Pere Aragonés
El vicepresidente de la Generalitat, Pere Aragonès, a su llegada este martes al Tribunal Supremo. EFE

El vicepresident del Govern, Pere Aragonès, ha rechazado testificar en el juicio del procés después de que el tribunal haya atendido su petición de no hacerlo al considerar compleja su situación procesal, una vez que el Tribunal Superior de Justicia de Cataluña rechazó investigarle pese a que el juez del 1-O lo pidió.

El Juzgado de Instrucción número 13 de Barcelona remitió al TSJC una exposición razonada para que investigara a Aragonés, quien no fue imputado por el alto tribunal catalán, hechos que el vicepresidente trasladó al Supremo en un escrito en el que considera que pese a esta decisión, él está "materialmente investigado" por el juzgado del 1-O.

Al respecto, el presidente del tribunal, Manuel Marchena, ha explicado que la Sala ha estudiado su escrito "en el que expresa el propósito de no declarar en la medida en que se considera objeto de imputaciones materiales que no han ido acompañadas de una imputación formal" por el Tribunal Superior de Justicia de Cataluña.

Y dirigiéndose a Aragonés, ha señalado: "Entendemos que por más que haya sido rechazada por considerarla insuficiente, puede dibujar escenario en que usted tenga interés en no declarar. Si manifiesta deseo de no declarar, hemos terminado". "Manifiesto mi deseo de no declarar", ha respondido Aragonés.

La sala civil y penal del TSJC acordó no investigarle porque en su exposición razonada el juez instructor del 1-O no detalla "los concretos actos referidos a la esfera de responsabilidad" de Aragonès, secretario de Economía cuando se organizó el referéndum, que habría realizado u omitido para sostener su realización.

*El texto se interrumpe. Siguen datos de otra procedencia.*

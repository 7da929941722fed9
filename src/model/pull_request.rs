use chrono::{DateTime, Utc};
use serde::Serialize;

#[derive(Debug, Clone, Copy, Eq, PartialEq, Serialize)]
#[serde(rename_all = "snake_case")]
pub enum PullRequestState {
    Open,
    Closed,
    Merged,
}

impl PullRequestState {
    pub fn from_remote(state: &str, merged: bool) -> Self {
        match (merged, state) {
            (true, _) => Self::Merged,
            (false, "open") => Self::Open,
            _ => Self::Closed,
        }
    }

    pub fn as_str(&self) -> &'static str {
        match self {
            Self::Open => "open",
            Self::Closed => "closed",
            Self::Merged => "merged",
        }
    }
}

#[derive(Debug, Clone, PartialEq, Serialize)]
pub struct PullRequestRecord {
    pub number: u64,
    pub title: String,
    pub state: PullRequestState,
    pub created_at: DateTime<Utc>,
    pub updated_at: DateTime<Utc>,
    pub merged_at: Option<DateTime<Utc>>,
    pub first_comment_at: Option<DateTime<Utc>>,
    pub comment_count: usize,
    pub duration_hours: Option<f64>,
    pub comment_resolution_hours: Option<f64>,
}

impl PullRequestRecord {
    #[allow(clippy::too_many_arguments)]
    pub fn new(
        number: u64,
        title: impl ToString,
        state: &str,
        created_at: DateTime<Utc>,
        updated_at: DateTime<Utc>,
        merged_at: Option<DateTime<Utc>>,
        first_comment_at: Option<DateTime<Utc>>,
        comment_count: usize,
    ) -> Self {
        let duration_hours = merged_at.map(|merged| hours_between(created_at, merged));
        let comment_resolution_hours = merged_at
            .zip(first_comment_at)
            .map(|(merged, first_comment)| hours_between(first_comment, merged));
        Self {
            number,
            title: title.to_string(),
            state: PullRequestState::from_remote(state, merged_at.is_some()),
            created_at,
            updated_at,
            merged_at,
            first_comment_at,
            comment_count,
            duration_hours,
            comment_resolution_hours,
        }
    }
}

pub fn hours_between(since: DateTime<Utc>, until: DateTime<Utc>) -> f64 {
    (until - since).num_seconds() as f64 / 3600.0
}
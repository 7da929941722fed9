pub mod pull_request;

pub use pull_request::{GithubPullRequester, PullRequestStep};

use crate::fetch::Transport;
use crate::model::Repository;

pub const DEFAULT_API_URL: &str = "https://api.github.com";
const PAGE_SIZE: u32 = 100;

pub struct GithubApi<T: Transport> {
    base_url: String,
    transport: T,
}

impl<T: Transport> GithubApi<T> {
    pub fn new(base_url: &str, transport: T) -> Self {
        Self {
            base_url: base_url.trim_end_matches('/').to_string(),
            transport,
        }
    }

    pub fn transport(&self) -> &T {
        &self.transport
    }

    fn pulls_url(&self, repo: &Repository) -> String {
        format!(
            "{}/repos/{}/{}/pulls?state=all&per_page={PAGE_SIZE}",
            self.base_url, repo.owner, repo.name
        )
    }

    fn comments_url(&self, repo: &Repository, number: u64) -> String {
        format!(
            "{}/repos/{}/{}/issues/{number}/comments?per_page={PAGE_SIZE}",
            self.base_url, repo.owner, repo.name
        )
    }
}
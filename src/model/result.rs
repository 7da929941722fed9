use thiserror::Error;

pub type Result<T> = std::result::Result<T, Error>;

#[derive(Debug, Error)]
pub enum Error {
    #[error("Invalid input: {0}")]
    Input(String),
    #[error("Access denied: {0}")]
    Auth(String),
    #[error("Not found: {0}")]
    NotFound(String),
    #[error("Unexpected sheet layout: {0}")]
    Schema(String),
    #[error("Request failed: {0}")]
    Transport(String),
    #[error("Invalid credentials file: {0}")]
    Config(String),
    #[error("I/O failure: {0}")]
    Io(String),
}

impl From<std::io::Error> for Error {
    fn from(value: std::io::Error) -> Self {
        Self::Io(value.to_string())
    }
}

impl From<reqwest::Error> for Error {
    fn from(value: reqwest::Error) -> Self {
        Self::Transport(value.to_string())
    }
}

impl From<serde_json::Error> for Error {
    fn from(value: serde_json::Error) -> Self {
        Self::Transport(format!("malformed payload: {value}"))
    }
}

impl From<toml::de::Error> for Error {
    fn from(value: toml::de::Error) -> Self {
        Self::Config(value.to_string())
    }
}

impl From<jsonwebtoken::errors::Error> for Error {
    fn from(value: jsonwebtoken::errors::Error) -> Self {
        Self::Auth(format!("cannot sign service account assertion: {value}"))
    }
}
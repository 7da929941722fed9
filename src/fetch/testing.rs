use super::{Page, Transport};
use crate::model::{Error, Result};
use serde_json::Value;
use std::cell::RefCell;
use std::collections::HashMap;

/// In-memory transport serving canned pages by URL and recording every call.
#[derive(Default)]
pub struct FakeTransport {
    pages: HashMap<String, Page>,
    failures: HashMap<String, fn(String) -> Error>,
    calls: RefCell<Vec<String>>,
}

impl FakeTransport {
    pub fn with_page(mut self, url: &str, body: Value, next: Option<&str>) -> Self {
        self.pages
            .insert(url.to_string(), Page::new(body, next.map(String::from)));
        self
    }

    pub fn with_failure(mut self, url: &str, error: fn(String) -> Error) -> Self {
        self.failures.insert(url.to_string(), error);
        self
    }

    pub fn calls(&self) -> Vec<String> {
        self.calls.borrow().clone()
    }
}

impl Transport for FakeTransport {
    async fn get(&self, url: &str) -> Result<Page> {
        self.calls.borrow_mut().push(url.to_string());
        if let Some(error) = self.failures.get(url) {
            return Err(error(url.to_string()));
        }
        self.pages
            .get(url)
            .cloned()
            .ok_or_else(|| Error::NotFound(format!("no canned page for `{url}`")))
    }
}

De manera que ello, según el TSJC, "impide aceptar -por ahora- su investigación, sin perjuicio de lo que pudiera decidirse si en el curso de la instrucción que se lleva a cabo en el juzgado remitente apareciesen elementos probatorios" que lo justificasen.

Una situación "absurda"

Al salir del tribunal, Aragonès ha tachado de político el juicio, al que ha tenido que acudir citado como testigo a petición de Vox, una situación que ha calificado de "absurda" y que demuestra la "indefensión" a la que está sometido.

Para el vicepresidente catalán, el hecho de que el procés se haya investigado en el Supremo y se esté investigando al mismo tiempo en juzgados y tribunales de Cataluña es una prueba de que se trata de una causa política.

En su opinión, lo que se juzga es "un posicionamiento político: la defensa de la independencia de Cataluña como la mejor vía para defender, para administrar, nuestro país". Y además provoca "indefensión" a los investigados, que, como en su caso, no saben "si serán procesados o no".

"Esta situación rayando lo absurdo en la que me he encontrado en el Tribunal Supremo -ha insistido- demuestra que esa es una causa política" y que "solo puede acabar con al absolución de todas las personas encausadas".

También ha denunciado la "anomalía" que supone que la "extrema derecha" de Vox sea la acusación popular del juicio y la que haya pedido su declaración, con lo que corría el riesgo, a su juicio, de que este partido usara sus declaraciones para intentar imputarle a través de otro procedimiento.

Aragonès ha considerado otra "anomalía" que el candidato de su partido (ERC), Oriol Junqueras, no pudiera participar en el debate electoral en RTVE. "Faltaban algunos grupos parlamentarios", ha dicho preguntado por este tema.

"Es sorprendente -ha añadido- y una muestra también de cómo se entiende la pluralidad política en el Estado que una fuerza política que es actualmente grupo parlamentario en el Congreso no esté presente en el debate y no se conciba que los partidos catalanes a favor de la independencia participemos en debates de ámbito estatal".